--- Information supplied Enclosed Below ---
// ==========================================
// 预算承诺控制引擎 - 预算线仓储
// ==========================================
// 红线: 不含业务规则,只做数据映射
// 合计只能通过 `update_totals_tx` 写入,
// 并在调用方事务内校验 revision
// ==========================================

use crate::domain::availability::{ActiveReservation, LedgerSnapshot};
use crate::domain::budget_line::{BudgetLine, LineTotalsUpdate};
use crate::domain::types::{ReservationState, TransferStatus};
use crate::repository::error::{RepositoryError, RepositoryResult};
use crate::repository::ledger_reader::LedgerReader;
use crate::repository::row_utils::{
    datetime_to_sql, decimal_to_sql, get_datetime, get_decimal, sum_decimals,
};
use chrono::NaiveDateTime;
use rusqlite::{params, Connection, OptionalExtension, Transaction};
use rust_decimal::Decimal;
use std::sync::{Arc, Mutex};

const LINE_COLUMNS: &str = r#"budget_line_id, code, label, exercice,
    initial_allocation, current_allocation, cumulative_committed, reserved_amount,
    active, revision, created_at, updated_at"#;

// ==========================================
// BudgetLineRepository - 预算线仓储
// ==========================================
pub struct BudgetLineRepository {
    conn: Arc<Mutex<Connection>>,
}

impl BudgetLineRepository {
    pub fn new(conn: Arc<Mutex<Connection>>) -> Self {
        Self { conn }
    }

    fn get_conn(&self) -> RepositoryResult<std::sync::MutexGuard<Connection>> {
        self.conn
            .lock()
            .map_err(|e| RepositoryError::LockError(e.to_string()))
    }

    // ==========================================
    // 写入
    // ==========================================

    /// 插入新预算线
    ///
    /// # 错误
    /// - `UniqueConstraintViolation`: 编码在本年度已被使用
    pub fn insert(&self, line: &BudgetLine) -> RepositoryResult<String> {
        let conn = self.get_conn()?;
        conn.execute(
            r#"INSERT INTO budget_line (
                   budget_line_id, code, label, exercice,
                   initial_allocation, current_allocation, cumulative_committed, reserved_amount,
                   active, revision, created_at, updated_at
               ) VALUES (?, ?, ?, ?, ?, ?, ?, ?, ?, ?, ?, ?)"#,
            params![
                line.budget_line_id,
                line.code,
                line.label,
                line.exercice,
                decimal_to_sql(&line.initial_allocation),
                decimal_to_sql(&line.current_allocation),
                decimal_to_sql(&line.cumulative_committed),
                decimal_to_sql(&line.reserved_amount),
                line.active,
                line.revision,
                datetime_to_sql(&line.created_at),
                datetime_to_sql(&line.updated_at),
            ],
        )?;
        Ok(line.budget_line_id.clone())
    }

    /// 预算线合计的比较并设置(事务内)
    ///
    /// # 并发控制
    /// `WHERE revision = expected_revision`,随后 `revision + 1`
    ///
    /// # 错误
    /// - `OptimisticLockFailure`: 读取后该行已被修改
    /// - `NotFound`: 该行不存在
    pub fn update_totals_tx(
        tx: &Transaction,
        update: &LineTotalsUpdate,
        now: NaiveDateTime,
    ) -> RepositoryResult<()> {
        let rows_affected = tx.execute(
            r#"UPDATE budget_line
               SET current_allocation = ?, cumulative_committed = ?, reserved_amount = ?,
                   updated_at = ?, revision = revision + 1
               WHERE budget_line_id = ? AND revision = ?"#,
            params![
                decimal_to_sql(&update.current_allocation),
                decimal_to_sql(&update.cumulative_committed),
                decimal_to_sql(&update.reserved_amount),
                datetime_to_sql(&now),
                update.budget_line_id,
                update.expected_revision,
            ],
        )?;

        if rows_affected == 0 {
            let actual: Option<i32> = tx
                .query_row(
                    "SELECT revision FROM budget_line WHERE budget_line_id = ?",
                    params![update.budget_line_id],
                    |row| row.get(0),
                )
                .optional()?;

            return Err(match actual {
                Some(actual) => RepositoryError::OptimisticLockFailure {
                    entity: "BudgetLine".to_string(),
                    id: update.budget_line_id.clone(),
                    expected: update.expected_revision,
                    actual,
                },
                None => RepositoryError::NotFound {
                    entity: "BudgetLine".to_string(),
                    id: update.budget_line_id.clone(),
                },
            });
        }

        Ok(())
    }

    // ==========================================
    // 查询
    // ==========================================

    pub fn find_by_id(&self, budget_line_id: &str) -> RepositoryResult<Option<BudgetLine>> {
        let conn = self.get_conn()?;
        find_line(&conn, budget_line_id)
    }

    /// 本年度全部预算线(含停用),按编码排序
    pub fn find_by_exercice(&self, exercice: i32) -> RepositoryResult<Vec<BudgetLine>> {
        let conn = self.get_conn()?;
        let sql = format!(
            "SELECT {} FROM budget_line WHERE exercice = ? ORDER BY code",
            LINE_COLUMNS
        );
        let mut stmt = conn.prepare(&sql)?;
        let lines = stmt
            .query_map(params![exercice], map_row)?
            .collect::<Result<Vec<BudgetLine>, _>>()?;
        Ok(lines)
    }

    /// 停用预算线;停用后不再接受分配
    pub fn set_active(&self, budget_line_id: &str, active: bool) -> RepositoryResult<()> {
        let conn = self.get_conn()?;
        let rows = conn.execute(
            "UPDATE budget_line SET active = ?, revision = revision + 1 WHERE budget_line_id = ?",
            params![active, budget_line_id],
        )?;
        if rows == 0 {
            return Err(RepositoryError::NotFound {
                entity: "BudgetLine".to_string(),
                id: budget_line_id.to_string(),
            });
        }
        Ok(())
    }
}

impl LedgerReader for BudgetLineRepository {
    fn load_snapshot(
        &self,
        budget_line_id: &str,
        exercice: i32,
    ) -> RepositoryResult<Option<LedgerSnapshot>> {
        let conn = self.get_conn()?;
        match find_line(&conn, budget_line_id)? {
            Some(line) if line.exercice == exercice => Ok(Some(snapshot_of(&conn, line)?)),
            _ => Ok(None),
        }
    }

    fn load_exercice_snapshots(&self, exercice: i32) -> RepositoryResult<Vec<LedgerSnapshot>> {
        let conn = self.get_conn()?;
        let sql = format!(
            "SELECT {} FROM budget_line WHERE exercice = ? AND active = 1 ORDER BY code",
            LINE_COLUMNS
        );
        let lines = {
            let mut stmt = conn.prepare(&sql)?;
            let rows = stmt
                .query_map(params![exercice], map_row)?
                .collect::<Result<Vec<BudgetLine>, _>>()?;
            rows
        };

        lines
            .into_iter()
            .map(|line| snapshot_of(&conn, line))
            .collect()
    }
}

// ==========================================
// 行映射与快照组装
// ==========================================

fn map_row(row: &rusqlite::Row) -> rusqlite::Result<BudgetLine> {
    Ok(BudgetLine {
        budget_line_id: row.get(0)?,
        code: row.get(1)?,
        label: row.get(2)?,
        exercice: row.get(3)?,
        initial_allocation: get_decimal(row, 4)?,
        current_allocation: get_decimal(row, 5)?,
        cumulative_committed: get_decimal(row, 6)?,
        reserved_amount: get_decimal(row, 7)?,
        active: row.get(8)?,
        revision: row.get(9)?,
        created_at: get_datetime(row, 10)?,
        updated_at: get_datetime(row, 11)?,
    })
}

fn find_line(conn: &Connection, budget_line_id: &str) -> RepositoryResult<Option<BudgetLine>> {
    let sql = format!(
        "SELECT {} FROM budget_line WHERE budget_line_id = ?",
        LINE_COLUMNS
    );
    let line = conn
        .query_row(&sql, params![budget_line_id], map_row)
        .optional()?;
    Ok(line)
}

/// 单条预算线的已执行调入调出与生效预留
fn snapshot_of(conn: &Connection, line: BudgetLine) -> RepositoryResult<LedgerSnapshot> {
    let transfers_in = executed_transfer_sum(conn, &line, "to_budget_line_id")?;
    let transfers_out = executed_transfer_sum(conn, &line, "from_budget_line_id")?;

    let mut stmt = conn.prepare(
        r#"SELECT request_id, amount FROM reservation
           WHERE budget_line_id = ? AND state = ?
           ORDER BY created_at, reservation_id"#,
    )?;
    let active_reservations = stmt
        .query_map(
            params![line.budget_line_id, ReservationState::Active.to_db_str()],
            |row| {
                Ok(ActiveReservation {
                    request_id: row.get(0)?,
                    amount: get_decimal(row, 1)?,
                })
            },
        )?
        .collect::<Result<Vec<_>, _>>()?;

    Ok(LedgerSnapshot {
        line,
        transfers_in,
        transfers_out,
        active_reservations,
    })
}

fn executed_transfer_sum(
    conn: &Connection,
    line: &BudgetLine,
    side_column: &str,
) -> RepositoryResult<Decimal> {
    let sql = format!(
        "SELECT amount FROM credit_transfer WHERE {} = ? AND exercice = ? AND status = ?",
        side_column
    );
    let mut stmt = conn.prepare(&sql)?;
    let amounts = stmt
        .query_map(
            params![
                line.budget_line_id,
                line.exercice,
                TransferStatus::Executed.to_db_str()
            ],
            |row| get_decimal(row, 0),
        )?
        .collect::<Result<Vec<Decimal>, _>>()?;
    Ok(sum_decimals(amounts))
}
--- End of Enclosed Information supplied ---
Problem to work on – For each line in the records that holds "sync", show that line as it stands.

Solution for this exercise –
use std::sync::{Arc, Mutex};
    fn get_conn(&self) -> RepositoryResult<std::sync::MutexGuard<Connection>> {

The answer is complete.